* **Task details**:
Gather all lines from the material that contain the word "occur".

* **Study material**:
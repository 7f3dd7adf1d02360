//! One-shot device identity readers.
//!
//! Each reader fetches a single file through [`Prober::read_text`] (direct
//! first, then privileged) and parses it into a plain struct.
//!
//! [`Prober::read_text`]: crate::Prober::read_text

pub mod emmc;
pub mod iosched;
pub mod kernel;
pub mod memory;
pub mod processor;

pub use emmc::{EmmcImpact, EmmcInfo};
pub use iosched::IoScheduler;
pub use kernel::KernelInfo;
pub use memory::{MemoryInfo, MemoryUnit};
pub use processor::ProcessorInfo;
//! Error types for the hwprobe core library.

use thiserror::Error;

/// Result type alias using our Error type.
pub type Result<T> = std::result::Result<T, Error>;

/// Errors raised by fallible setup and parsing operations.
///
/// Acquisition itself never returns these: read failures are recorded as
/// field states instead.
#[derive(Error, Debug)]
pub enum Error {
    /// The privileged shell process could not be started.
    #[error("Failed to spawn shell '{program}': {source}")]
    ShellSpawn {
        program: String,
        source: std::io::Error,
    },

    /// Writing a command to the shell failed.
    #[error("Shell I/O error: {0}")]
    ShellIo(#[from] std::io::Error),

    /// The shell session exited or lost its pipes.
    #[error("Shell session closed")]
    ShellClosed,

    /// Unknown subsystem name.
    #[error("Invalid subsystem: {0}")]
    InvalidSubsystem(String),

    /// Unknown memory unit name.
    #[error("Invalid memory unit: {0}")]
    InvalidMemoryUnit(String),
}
--
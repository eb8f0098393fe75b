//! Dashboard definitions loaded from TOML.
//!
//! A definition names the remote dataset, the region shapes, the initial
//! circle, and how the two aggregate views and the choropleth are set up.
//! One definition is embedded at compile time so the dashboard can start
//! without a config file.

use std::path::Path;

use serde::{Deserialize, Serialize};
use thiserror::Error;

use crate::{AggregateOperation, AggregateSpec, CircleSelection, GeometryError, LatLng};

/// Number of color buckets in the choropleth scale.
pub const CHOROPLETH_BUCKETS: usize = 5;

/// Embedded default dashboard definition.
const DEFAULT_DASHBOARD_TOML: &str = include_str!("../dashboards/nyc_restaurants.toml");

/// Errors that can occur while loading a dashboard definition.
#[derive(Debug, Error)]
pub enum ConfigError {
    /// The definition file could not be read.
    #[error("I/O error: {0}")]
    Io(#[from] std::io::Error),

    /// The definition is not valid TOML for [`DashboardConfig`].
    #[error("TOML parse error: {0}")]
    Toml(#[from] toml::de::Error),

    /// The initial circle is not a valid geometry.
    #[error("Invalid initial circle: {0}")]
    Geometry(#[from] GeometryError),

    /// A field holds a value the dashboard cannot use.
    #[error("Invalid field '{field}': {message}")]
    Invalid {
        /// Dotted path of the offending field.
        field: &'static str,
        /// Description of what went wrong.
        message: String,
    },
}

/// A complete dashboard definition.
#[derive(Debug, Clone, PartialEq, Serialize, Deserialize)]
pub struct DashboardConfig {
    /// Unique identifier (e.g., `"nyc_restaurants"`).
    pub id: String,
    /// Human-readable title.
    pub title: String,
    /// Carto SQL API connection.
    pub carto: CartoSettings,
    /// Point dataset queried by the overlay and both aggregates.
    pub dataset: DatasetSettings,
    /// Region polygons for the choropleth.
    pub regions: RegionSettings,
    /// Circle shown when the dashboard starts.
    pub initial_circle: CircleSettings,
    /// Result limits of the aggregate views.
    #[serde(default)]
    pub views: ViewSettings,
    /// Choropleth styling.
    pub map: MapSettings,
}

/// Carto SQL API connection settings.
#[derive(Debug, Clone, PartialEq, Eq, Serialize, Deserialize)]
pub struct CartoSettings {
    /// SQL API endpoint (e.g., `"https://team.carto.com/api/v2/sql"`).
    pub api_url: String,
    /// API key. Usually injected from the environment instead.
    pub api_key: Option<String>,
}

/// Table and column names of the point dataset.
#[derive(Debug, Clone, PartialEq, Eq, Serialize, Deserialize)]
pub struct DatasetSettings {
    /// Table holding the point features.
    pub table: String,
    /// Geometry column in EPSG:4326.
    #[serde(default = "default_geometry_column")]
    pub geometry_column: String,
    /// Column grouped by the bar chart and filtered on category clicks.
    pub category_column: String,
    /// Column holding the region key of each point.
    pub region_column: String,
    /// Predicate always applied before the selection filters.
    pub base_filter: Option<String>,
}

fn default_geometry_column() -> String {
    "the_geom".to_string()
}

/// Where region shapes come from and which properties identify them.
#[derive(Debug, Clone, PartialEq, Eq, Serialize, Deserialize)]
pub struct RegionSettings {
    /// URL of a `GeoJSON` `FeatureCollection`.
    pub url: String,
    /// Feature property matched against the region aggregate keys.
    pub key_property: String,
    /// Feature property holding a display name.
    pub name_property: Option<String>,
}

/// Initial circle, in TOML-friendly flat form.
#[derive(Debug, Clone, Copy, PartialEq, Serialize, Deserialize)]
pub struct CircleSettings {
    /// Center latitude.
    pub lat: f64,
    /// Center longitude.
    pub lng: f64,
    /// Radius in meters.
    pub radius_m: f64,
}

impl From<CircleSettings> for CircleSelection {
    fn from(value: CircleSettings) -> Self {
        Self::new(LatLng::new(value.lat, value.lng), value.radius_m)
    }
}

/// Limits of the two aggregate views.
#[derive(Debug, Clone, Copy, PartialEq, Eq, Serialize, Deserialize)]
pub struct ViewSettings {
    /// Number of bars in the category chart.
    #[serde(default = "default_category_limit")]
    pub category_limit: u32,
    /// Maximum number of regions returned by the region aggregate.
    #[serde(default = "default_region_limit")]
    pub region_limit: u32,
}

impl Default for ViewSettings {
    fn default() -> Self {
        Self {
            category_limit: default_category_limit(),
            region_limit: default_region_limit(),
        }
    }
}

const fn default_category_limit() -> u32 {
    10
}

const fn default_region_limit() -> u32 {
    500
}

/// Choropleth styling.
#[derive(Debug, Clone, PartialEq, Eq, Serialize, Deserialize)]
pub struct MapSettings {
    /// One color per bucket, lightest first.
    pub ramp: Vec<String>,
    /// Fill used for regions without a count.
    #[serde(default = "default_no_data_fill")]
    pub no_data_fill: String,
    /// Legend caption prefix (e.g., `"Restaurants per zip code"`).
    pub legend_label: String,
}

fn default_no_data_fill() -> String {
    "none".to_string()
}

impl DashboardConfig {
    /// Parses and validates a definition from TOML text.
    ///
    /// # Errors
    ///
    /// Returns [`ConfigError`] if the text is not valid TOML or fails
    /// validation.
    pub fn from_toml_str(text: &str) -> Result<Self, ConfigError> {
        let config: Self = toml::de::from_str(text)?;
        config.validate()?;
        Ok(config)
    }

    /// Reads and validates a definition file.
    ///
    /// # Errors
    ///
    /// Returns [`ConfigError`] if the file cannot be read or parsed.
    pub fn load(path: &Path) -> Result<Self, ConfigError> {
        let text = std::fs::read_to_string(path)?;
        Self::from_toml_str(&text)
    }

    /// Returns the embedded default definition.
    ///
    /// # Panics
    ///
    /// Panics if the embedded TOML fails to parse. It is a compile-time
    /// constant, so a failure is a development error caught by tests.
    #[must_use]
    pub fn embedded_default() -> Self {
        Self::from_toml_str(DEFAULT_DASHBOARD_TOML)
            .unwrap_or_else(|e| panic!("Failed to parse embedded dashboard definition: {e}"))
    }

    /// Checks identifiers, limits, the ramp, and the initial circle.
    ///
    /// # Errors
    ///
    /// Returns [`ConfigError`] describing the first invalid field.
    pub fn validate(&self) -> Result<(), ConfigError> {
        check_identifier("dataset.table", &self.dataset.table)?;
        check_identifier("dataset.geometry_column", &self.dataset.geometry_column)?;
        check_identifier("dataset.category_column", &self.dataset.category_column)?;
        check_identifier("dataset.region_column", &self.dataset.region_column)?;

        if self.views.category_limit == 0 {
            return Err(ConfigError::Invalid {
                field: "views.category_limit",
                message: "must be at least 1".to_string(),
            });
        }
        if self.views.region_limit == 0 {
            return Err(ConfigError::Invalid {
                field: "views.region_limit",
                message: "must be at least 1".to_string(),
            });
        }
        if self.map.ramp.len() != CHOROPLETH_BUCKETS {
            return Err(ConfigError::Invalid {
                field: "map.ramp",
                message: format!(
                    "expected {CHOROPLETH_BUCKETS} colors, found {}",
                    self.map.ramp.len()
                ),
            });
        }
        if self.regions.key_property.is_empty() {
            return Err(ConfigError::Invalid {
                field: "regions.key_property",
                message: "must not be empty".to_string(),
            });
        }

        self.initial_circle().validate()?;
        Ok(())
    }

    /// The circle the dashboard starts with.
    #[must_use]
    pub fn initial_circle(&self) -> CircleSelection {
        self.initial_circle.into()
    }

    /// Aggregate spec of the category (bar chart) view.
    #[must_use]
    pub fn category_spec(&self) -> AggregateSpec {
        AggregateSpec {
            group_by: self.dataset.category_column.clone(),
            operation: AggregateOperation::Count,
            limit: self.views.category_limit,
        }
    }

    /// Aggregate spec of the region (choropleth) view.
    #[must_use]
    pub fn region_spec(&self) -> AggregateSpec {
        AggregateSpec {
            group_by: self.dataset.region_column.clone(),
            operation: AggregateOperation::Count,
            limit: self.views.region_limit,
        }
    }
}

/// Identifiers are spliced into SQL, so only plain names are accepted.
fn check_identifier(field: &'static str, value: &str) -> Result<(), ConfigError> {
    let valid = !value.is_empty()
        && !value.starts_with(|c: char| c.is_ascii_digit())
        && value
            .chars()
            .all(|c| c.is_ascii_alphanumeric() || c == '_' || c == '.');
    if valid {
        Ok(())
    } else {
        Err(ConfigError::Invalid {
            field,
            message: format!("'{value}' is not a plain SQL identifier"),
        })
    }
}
---
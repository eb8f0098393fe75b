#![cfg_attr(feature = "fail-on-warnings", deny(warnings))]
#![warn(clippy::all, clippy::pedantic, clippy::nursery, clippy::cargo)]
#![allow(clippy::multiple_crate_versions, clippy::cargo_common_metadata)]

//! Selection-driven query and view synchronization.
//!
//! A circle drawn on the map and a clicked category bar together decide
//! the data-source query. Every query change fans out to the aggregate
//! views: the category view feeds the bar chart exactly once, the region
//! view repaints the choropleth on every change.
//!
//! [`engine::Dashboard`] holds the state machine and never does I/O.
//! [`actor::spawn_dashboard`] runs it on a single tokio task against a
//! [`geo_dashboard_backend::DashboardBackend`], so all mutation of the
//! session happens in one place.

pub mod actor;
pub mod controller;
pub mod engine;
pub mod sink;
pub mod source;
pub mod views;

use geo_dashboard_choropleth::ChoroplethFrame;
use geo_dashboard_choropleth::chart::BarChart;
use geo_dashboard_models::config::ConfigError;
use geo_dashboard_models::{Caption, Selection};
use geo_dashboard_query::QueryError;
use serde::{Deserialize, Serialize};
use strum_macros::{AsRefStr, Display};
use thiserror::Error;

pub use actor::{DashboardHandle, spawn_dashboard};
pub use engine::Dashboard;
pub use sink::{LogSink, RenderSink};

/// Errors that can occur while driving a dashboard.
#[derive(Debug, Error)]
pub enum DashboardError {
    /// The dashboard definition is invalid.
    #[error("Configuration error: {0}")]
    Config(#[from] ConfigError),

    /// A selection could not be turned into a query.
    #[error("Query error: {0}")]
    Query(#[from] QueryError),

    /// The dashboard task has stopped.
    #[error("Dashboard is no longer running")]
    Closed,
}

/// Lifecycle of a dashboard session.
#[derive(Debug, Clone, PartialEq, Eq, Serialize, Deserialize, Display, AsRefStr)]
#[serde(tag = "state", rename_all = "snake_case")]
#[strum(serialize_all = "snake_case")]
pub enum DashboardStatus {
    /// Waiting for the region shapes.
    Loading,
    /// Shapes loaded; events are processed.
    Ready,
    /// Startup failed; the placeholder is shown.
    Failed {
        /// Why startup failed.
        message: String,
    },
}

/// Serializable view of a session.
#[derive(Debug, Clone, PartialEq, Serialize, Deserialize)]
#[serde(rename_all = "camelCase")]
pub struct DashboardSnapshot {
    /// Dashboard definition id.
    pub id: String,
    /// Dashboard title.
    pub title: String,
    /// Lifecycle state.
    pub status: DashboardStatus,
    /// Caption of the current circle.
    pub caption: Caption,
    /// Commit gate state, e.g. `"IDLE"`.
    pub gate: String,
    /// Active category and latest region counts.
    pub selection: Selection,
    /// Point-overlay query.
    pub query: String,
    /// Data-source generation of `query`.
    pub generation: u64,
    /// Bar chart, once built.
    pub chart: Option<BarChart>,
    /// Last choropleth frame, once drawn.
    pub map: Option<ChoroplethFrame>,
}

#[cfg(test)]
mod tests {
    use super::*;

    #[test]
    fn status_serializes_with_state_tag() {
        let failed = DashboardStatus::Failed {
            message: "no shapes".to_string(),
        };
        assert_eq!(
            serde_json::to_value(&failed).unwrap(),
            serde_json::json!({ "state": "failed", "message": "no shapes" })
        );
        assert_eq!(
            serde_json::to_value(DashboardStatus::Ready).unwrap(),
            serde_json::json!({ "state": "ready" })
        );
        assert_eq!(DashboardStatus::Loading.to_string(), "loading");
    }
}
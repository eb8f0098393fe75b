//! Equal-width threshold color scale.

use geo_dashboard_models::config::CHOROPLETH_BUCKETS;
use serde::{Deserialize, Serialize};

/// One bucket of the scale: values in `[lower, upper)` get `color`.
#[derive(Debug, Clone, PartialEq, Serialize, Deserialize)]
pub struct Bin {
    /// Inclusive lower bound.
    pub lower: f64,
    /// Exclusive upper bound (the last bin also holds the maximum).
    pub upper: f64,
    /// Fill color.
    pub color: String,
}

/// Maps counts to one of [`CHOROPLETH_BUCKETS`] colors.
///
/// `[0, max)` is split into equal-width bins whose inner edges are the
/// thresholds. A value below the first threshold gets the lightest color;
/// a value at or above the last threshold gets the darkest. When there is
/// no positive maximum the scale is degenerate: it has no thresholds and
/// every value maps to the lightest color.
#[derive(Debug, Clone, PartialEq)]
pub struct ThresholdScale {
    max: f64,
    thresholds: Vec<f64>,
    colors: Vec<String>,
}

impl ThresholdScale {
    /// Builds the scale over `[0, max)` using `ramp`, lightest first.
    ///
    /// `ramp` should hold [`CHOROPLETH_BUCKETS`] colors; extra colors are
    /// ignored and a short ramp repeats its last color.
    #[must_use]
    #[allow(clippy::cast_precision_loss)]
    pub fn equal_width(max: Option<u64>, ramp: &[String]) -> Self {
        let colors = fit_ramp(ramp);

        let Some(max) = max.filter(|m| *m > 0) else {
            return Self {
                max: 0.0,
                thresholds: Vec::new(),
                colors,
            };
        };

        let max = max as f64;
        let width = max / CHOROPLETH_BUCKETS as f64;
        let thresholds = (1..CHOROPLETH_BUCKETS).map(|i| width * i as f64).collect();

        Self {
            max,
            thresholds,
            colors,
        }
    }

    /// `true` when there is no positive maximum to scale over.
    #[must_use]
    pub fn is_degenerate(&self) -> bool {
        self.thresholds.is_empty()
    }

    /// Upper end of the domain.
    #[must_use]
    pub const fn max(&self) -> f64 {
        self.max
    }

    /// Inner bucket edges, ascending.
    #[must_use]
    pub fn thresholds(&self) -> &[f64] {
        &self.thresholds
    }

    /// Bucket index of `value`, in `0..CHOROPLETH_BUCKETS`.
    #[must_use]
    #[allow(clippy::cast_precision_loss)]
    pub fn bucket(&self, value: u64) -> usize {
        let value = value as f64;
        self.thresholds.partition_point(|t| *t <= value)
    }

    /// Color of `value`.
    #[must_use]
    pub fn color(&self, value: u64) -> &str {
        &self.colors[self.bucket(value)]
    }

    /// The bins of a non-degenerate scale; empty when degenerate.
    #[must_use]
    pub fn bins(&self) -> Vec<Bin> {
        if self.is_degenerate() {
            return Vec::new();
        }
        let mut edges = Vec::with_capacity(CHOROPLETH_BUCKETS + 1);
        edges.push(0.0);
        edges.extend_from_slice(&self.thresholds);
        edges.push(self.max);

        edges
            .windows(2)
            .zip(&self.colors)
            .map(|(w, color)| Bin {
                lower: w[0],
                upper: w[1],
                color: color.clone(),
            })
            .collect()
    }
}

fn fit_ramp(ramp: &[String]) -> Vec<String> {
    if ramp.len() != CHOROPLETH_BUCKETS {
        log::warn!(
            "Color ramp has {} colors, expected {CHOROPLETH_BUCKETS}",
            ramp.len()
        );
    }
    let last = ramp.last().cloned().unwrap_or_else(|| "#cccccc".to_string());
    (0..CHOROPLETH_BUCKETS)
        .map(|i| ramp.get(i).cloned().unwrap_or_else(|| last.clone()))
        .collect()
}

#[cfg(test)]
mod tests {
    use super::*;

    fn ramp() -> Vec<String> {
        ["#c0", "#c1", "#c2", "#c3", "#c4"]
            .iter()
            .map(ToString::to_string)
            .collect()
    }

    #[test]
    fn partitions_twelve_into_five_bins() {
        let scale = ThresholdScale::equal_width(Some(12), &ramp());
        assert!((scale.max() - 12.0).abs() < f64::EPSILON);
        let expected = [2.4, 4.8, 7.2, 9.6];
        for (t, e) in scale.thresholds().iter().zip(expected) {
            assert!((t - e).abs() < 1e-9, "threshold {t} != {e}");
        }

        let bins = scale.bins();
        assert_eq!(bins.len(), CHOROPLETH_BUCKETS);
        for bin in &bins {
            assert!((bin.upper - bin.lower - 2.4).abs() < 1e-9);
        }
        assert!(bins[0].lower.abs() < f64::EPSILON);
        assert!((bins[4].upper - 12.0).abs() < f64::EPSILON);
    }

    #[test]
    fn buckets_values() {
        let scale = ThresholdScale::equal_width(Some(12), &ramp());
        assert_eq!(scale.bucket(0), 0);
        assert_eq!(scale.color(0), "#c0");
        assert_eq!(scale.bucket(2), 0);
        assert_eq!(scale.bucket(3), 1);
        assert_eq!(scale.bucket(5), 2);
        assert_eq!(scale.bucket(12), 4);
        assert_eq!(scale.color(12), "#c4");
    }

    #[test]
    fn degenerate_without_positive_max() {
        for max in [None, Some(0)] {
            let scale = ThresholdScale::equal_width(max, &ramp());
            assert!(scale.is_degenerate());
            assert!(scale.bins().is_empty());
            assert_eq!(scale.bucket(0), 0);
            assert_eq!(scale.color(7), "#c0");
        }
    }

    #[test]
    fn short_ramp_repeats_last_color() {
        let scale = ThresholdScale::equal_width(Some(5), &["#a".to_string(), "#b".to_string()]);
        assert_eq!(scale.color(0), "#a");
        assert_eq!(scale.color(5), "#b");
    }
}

* **Answer for this exercise**:
/// Errors that can occur while loading a dashboard definition.
/// Errors that can occur while driving a dashboard.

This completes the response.